Exactly the lines from the top of the records below through the one containing "use crate::spawn::RevealEntities;" must be set down, with no line added or dropped.

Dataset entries

Start of Block

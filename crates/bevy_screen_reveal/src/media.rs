use bevy::audio::{AudioSink, AudioSinkPlayback, Volume};
use bevy::prelude::*;
use bevy::render::render_resource::TextureFormat;
use screen_reveal::Mode;
use screen_reveal::data::config::AudioConfig;
use screen_reveal::util::media::{MediaControl, ProximityOutput, proximity_gain};
use std::collections::HashMap;

use crate::RevealState;
use crate::spawn::RevealEntities;

/// Playback flag for a card's media. Focus starts it; anything else can toggle it.
#[derive(Component, Clone, Copy, Debug)]
pub struct CardMedia {
    pub index: usize,
    playing: bool,
}

impl CardMedia {
    pub fn new(index: usize) -> Self {
        Self {
            index,
            playing: false,
        }
    }
}

impl MediaControl for CardMedia {
    fn play(&mut self) {
        self.playing = true;
    }

    fn pause(&mut self) {
        self.playing = false;
    }

    fn is_playing(&self) -> bool {
        self.playing
    }
}

#[derive(Component)]
pub struct AmbienceAudio;

/// Routes proximity onto an audio sink's volume.
pub struct AmbienceOutput<'a> {
    pub sink: &'a mut AudioSink,
    pub audio: &'a AudioConfig,
    pub mode: Mode,
}

impl ProximityOutput for AmbienceOutput<'_> {
    fn set_proximity(&mut self, proximity: f32) {
        let gain = proximity_gain(self.audio, self.mode, proximity);
        self.sink.set_volume(Volume::Linear(gain));
    }
}

pub(crate) fn apply_media(
    state: Res<RevealState>,
    entities: Res<RevealEntities>,
    mut last_focus: Local<Option<usize>>,
    mut media: Query<&mut CardMedia>,
    mut materials: ResMut<Assets<StandardMaterial>>,
) {
    let frame = &state.frame;
    if frame.focused != *last_focus {
        for mut card in &mut media {
            if Some(card.index) == frame.focused {
                card.play();
            } else if card.is_playing() {
                card.pause();
            }
        }
        *last_focus = frame.focused;
    }

    for card in &media {
        let Some(entity) = entities.cards.iter().find(|c| c.index == card.index) else {
            continue;
        };
        let glow = if card.is_playing() {
            0.25 * frame.ambient.pulse
        } else {
            0.0
        };
        let Some(current) = materials.get(&entity.poster_material) else {
            continue;
        };
        let emissive = poster_glow(current.base_color, glow);
        if current.emissive != emissive
            && let Some(material) = materials.get_mut(&entity.poster_material)
        {
            material.emissive = emissive;
        }
    }
}

/// Emissive for a playing poster. Alpha stays out of it, so card fade does
/// not dim the glow.
fn poster_glow(base: Color, glow: f32) -> LinearRgba {
    let rgb = LinearRgba::from(base.with_alpha(1.0)) * glow;
    rgb.with_alpha(1.0)
}

pub(crate) fn apply_ambience(
    state: Res<RevealState>,
    mut sinks: Query<&mut AudioSink, With<AmbienceAudio>>,
) {
    let audio = &state.director.config().audio;
    for mut sink in &mut sinks {
        AmbienceOutput {
            sink: &mut *sink,
            audio,
            mode: state.frame.mode,
        }
        .set_proximity(state.frame.proximity);
    }
}

/// Mean colour of an 8-bit RGBA image, sampling every `stride`th pixel.
pub(crate) fn average_color(image: &Image, stride: usize) -> Option<Vec3> {
    match image.texture_descriptor.format {
        TextureFormat::Rgba8UnormSrgb | TextureFormat::Rgba8Unorm => {}
        _ => return None,
    }
    let data = image.data.as_ref()?;
    let mut sum = Vec3::ZERO;
    let mut count = 0u32;
    for px in data.chunks_exact(4).step_by(stride.max(1)) {
        sum += Vec3::new(px[0] as f32, px[1] as f32, px[2] as f32);
        count += 1;
    }
    (count > 0).then(|| sum / (count as f32 * 255.0))
}

pub(crate) fn sample_poster_glow(
    mut state: ResMut<RevealState>,
    entities: Res<RevealEntities>,
    images: Res<Assets<Image>>,
    mut cache: Local<HashMap<usize, Vec3>>,
    mut sampled_for: Local<Option<usize>>,
) {
    let focused = state.frame.focused;
    if focused.is_none() {
        *sampled_for = None;
        return;
    }
    if *sampled_for == focused {
        return;
    }
    let Some(index) = focused else { return };
    let sample = cache.get(&index).copied().or_else(|| {
        let poster = entities
            .cards
            .iter()
            .find(|c| c.index == index)
            .and_then(|c| c.poster.as_ref())?;
        let color = average_color(images.get(poster)?, 16)?;
        cache.insert(index, color);
        Some(color)
    });
    if let Some(color) = sample {
        state.director.set_poster_sample(Some(color));
        *sampled_for = focused;
    }
}

#[cfg(test)]
mod tests {
    use super::*;
    use bevy::asset::RenderAssetUsages;
    use bevy::render::render_resource::{Extent3d, TextureDimension};

    #[test]
    fn average_of_solid_image_is_its_colour() {
        let pixel = [255u8, 0, 51, 255];
        let image = Image::new_fill(
            Extent3d {
                width: 4,
                height: 4,
                depth_or_array_layers: 1,
            },
            TextureDimension::D2,
            &pixel,
            TextureFormat::Rgba8UnormSrgb,
            RenderAssetUsages::default(),
        );
        let color = average_color(&image, 3).unwrap();
        assert!((color - Vec3::new(1.0, 0.0, 0.2)).length() < 1e-5);
    }

    #[test]
    fn glow_ignores_card_transparency() {
        let opaque = poster_glow(Color::srgba(0.8, 0.4, 0.2, 1.0), 0.25);
        let faded = poster_glow(Color::srgba(0.8, 0.4, 0.2, 0.3), 0.25);
        assert_eq!(opaque, faded);
        assert_eq!(faded.alpha, 1.0);
    }

    #[test]
    fn toggle_flips_playback() {
        let mut card = CardMedia::new(1);
        assert!(!card.is_playing());
        card.toggle();
        assert!(card.is_playing());
        card.toggle();
        assert!(!card.is_playing());
    }
}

End of Block

Response to this task —
filename crates/bevy_screen_reveal/src/media.rs
use bevy::audio::{AudioSink, AudioSinkPlayback, Volume};
use bevy::prelude::*;
use bevy::render::render_resource::TextureFormat;
use screen_reveal::Mode;
use screen_reveal::data::config::AudioConfig;
use screen_reveal::util::media::{MediaControl, ProximityOutput, proximity_gain};
use std::collections::HashMap;

use crate::RevealState;
use crate::spawn::RevealEntities;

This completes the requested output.